EXERCISE = Work out how many lines of the records hold the string "impl", and reply with that number alone.

Saved data entries:
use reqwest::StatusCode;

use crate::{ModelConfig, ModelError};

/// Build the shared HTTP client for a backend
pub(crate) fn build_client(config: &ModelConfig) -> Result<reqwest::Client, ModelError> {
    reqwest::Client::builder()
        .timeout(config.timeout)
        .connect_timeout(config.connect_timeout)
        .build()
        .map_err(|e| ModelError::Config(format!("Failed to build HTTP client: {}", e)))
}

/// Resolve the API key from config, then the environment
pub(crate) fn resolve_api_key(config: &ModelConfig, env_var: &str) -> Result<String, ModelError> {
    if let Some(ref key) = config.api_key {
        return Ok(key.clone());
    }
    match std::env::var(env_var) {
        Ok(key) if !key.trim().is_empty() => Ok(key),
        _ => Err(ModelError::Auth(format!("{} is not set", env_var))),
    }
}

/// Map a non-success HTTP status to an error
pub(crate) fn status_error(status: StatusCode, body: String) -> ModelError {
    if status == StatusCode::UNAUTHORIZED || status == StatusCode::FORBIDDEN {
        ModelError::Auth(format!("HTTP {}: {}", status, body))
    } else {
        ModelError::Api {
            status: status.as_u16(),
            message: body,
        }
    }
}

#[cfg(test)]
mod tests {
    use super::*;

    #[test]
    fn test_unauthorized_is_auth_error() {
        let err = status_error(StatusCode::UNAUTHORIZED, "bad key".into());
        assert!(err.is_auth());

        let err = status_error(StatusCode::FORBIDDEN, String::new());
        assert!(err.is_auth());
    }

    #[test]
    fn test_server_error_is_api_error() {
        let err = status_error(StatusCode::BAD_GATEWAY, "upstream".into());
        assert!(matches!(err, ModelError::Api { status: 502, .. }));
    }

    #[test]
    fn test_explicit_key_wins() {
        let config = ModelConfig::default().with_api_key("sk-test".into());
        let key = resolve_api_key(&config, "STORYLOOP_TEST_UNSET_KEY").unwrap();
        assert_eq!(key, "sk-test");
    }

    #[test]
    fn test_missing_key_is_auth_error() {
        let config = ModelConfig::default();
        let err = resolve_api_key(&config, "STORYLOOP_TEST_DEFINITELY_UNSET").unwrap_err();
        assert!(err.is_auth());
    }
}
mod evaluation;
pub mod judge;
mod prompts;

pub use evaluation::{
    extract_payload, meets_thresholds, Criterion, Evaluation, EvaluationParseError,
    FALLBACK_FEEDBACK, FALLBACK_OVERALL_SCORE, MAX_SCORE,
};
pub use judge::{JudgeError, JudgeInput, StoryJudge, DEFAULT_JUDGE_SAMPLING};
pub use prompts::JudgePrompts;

---

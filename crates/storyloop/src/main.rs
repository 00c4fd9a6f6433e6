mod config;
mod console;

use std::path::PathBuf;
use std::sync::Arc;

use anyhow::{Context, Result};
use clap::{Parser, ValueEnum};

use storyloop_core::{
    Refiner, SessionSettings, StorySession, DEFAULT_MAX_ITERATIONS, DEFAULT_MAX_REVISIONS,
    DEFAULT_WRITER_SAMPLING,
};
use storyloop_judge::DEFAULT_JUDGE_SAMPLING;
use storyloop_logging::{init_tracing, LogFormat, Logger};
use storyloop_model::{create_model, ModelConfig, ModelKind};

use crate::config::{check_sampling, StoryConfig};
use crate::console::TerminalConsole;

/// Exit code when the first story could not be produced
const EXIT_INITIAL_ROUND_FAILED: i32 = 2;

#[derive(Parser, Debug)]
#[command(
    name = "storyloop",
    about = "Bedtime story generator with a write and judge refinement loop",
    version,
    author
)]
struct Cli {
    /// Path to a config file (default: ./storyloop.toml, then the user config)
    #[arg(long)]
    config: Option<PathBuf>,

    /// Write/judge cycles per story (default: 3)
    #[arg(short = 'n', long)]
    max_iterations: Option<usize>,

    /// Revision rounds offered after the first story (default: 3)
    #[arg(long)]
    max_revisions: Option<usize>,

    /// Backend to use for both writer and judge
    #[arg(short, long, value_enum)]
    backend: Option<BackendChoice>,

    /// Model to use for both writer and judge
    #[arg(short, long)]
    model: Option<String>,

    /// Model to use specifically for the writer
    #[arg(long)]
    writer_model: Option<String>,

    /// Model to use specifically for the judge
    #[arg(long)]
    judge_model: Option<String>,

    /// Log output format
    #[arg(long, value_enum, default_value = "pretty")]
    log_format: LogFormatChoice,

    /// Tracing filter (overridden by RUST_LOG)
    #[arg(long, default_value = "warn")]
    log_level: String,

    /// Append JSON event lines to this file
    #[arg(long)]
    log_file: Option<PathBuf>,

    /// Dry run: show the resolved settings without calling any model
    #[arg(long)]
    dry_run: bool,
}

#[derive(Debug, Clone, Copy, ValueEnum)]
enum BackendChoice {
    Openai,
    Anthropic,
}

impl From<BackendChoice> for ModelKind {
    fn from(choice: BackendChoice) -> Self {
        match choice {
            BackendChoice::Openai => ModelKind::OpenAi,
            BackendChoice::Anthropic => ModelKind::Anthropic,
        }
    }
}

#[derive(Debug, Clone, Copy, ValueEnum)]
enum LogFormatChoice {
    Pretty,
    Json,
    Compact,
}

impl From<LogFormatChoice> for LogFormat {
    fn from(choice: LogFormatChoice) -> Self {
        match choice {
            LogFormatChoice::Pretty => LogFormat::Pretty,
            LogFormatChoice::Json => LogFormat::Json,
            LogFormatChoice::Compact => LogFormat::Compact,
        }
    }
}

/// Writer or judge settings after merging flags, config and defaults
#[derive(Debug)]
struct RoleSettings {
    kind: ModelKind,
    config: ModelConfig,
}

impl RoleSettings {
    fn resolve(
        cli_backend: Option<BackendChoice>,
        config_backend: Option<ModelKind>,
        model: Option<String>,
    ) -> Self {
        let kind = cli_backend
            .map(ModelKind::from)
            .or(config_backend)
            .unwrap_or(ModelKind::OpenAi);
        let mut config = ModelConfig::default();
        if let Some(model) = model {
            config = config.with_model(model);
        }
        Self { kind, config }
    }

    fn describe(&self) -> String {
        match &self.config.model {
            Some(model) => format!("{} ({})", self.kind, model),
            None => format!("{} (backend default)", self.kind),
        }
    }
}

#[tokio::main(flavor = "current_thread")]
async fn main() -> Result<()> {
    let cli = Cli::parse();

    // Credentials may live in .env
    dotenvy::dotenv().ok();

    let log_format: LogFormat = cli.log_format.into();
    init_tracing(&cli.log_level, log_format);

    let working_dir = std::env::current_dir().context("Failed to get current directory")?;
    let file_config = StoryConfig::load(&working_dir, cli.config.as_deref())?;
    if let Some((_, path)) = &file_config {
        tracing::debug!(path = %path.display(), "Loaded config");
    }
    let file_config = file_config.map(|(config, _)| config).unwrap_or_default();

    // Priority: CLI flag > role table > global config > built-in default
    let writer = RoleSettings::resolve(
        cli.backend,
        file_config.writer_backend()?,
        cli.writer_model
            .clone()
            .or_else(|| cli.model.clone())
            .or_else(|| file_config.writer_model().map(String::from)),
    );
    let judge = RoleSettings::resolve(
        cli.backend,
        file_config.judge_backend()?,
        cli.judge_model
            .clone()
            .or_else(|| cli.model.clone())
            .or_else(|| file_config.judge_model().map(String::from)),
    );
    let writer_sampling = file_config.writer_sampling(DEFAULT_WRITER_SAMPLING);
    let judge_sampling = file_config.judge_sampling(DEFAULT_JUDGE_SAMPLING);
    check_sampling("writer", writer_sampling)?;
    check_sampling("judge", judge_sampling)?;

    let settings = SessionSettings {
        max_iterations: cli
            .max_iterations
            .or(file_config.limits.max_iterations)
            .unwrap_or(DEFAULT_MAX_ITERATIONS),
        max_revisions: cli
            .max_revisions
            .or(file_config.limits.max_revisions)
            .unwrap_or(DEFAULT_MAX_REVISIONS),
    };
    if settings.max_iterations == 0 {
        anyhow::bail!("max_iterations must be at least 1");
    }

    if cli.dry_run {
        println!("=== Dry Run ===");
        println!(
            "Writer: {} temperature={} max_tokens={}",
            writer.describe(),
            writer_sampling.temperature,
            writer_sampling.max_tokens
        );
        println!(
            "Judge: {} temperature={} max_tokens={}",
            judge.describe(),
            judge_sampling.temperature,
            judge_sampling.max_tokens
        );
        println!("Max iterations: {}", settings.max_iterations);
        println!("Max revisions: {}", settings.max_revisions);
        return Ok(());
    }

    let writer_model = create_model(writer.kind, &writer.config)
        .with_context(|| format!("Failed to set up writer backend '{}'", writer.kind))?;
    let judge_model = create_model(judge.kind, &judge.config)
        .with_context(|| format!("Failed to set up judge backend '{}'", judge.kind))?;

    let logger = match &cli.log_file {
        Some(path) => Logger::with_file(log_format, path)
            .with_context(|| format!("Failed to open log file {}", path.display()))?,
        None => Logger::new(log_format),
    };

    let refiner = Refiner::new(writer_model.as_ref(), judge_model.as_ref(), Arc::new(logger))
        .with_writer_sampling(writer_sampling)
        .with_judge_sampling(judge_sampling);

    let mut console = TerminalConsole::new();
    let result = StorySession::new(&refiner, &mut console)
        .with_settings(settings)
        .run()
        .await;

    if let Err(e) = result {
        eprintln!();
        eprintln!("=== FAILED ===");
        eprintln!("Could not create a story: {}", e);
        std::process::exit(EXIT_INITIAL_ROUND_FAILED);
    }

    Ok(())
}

---

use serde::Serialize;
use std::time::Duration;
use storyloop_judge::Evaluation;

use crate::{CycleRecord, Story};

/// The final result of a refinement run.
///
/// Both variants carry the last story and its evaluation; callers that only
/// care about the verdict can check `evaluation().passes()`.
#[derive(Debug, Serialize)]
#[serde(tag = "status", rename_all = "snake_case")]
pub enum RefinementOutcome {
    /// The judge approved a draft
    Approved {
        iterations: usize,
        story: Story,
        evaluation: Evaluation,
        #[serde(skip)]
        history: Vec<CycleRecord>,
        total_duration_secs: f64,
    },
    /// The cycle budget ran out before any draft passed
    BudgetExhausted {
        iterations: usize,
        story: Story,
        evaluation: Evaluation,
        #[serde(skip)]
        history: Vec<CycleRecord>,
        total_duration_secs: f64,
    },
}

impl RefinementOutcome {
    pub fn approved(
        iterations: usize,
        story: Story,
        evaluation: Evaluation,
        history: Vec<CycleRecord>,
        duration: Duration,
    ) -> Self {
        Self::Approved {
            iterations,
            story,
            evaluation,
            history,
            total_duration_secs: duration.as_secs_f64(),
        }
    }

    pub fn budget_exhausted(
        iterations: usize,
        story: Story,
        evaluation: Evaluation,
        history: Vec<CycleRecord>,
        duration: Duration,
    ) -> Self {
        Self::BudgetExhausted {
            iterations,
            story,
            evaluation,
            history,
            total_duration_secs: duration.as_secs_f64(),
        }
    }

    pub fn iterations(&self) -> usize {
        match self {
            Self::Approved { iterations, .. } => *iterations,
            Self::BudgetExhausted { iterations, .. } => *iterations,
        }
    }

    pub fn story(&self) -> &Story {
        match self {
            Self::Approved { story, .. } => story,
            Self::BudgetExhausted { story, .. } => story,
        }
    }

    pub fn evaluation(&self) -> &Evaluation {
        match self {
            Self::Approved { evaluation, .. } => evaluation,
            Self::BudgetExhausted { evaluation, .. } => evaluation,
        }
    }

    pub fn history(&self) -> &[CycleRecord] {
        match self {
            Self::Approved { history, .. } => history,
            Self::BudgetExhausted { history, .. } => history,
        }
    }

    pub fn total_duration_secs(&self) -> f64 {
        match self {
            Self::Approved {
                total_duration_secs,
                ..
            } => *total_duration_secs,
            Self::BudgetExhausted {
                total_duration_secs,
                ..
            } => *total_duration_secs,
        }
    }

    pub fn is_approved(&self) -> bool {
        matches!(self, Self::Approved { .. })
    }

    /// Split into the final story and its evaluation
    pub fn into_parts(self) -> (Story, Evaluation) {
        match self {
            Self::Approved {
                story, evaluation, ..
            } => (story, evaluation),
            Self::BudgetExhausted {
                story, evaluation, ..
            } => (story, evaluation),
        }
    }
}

WRITTEN ANSWER = 4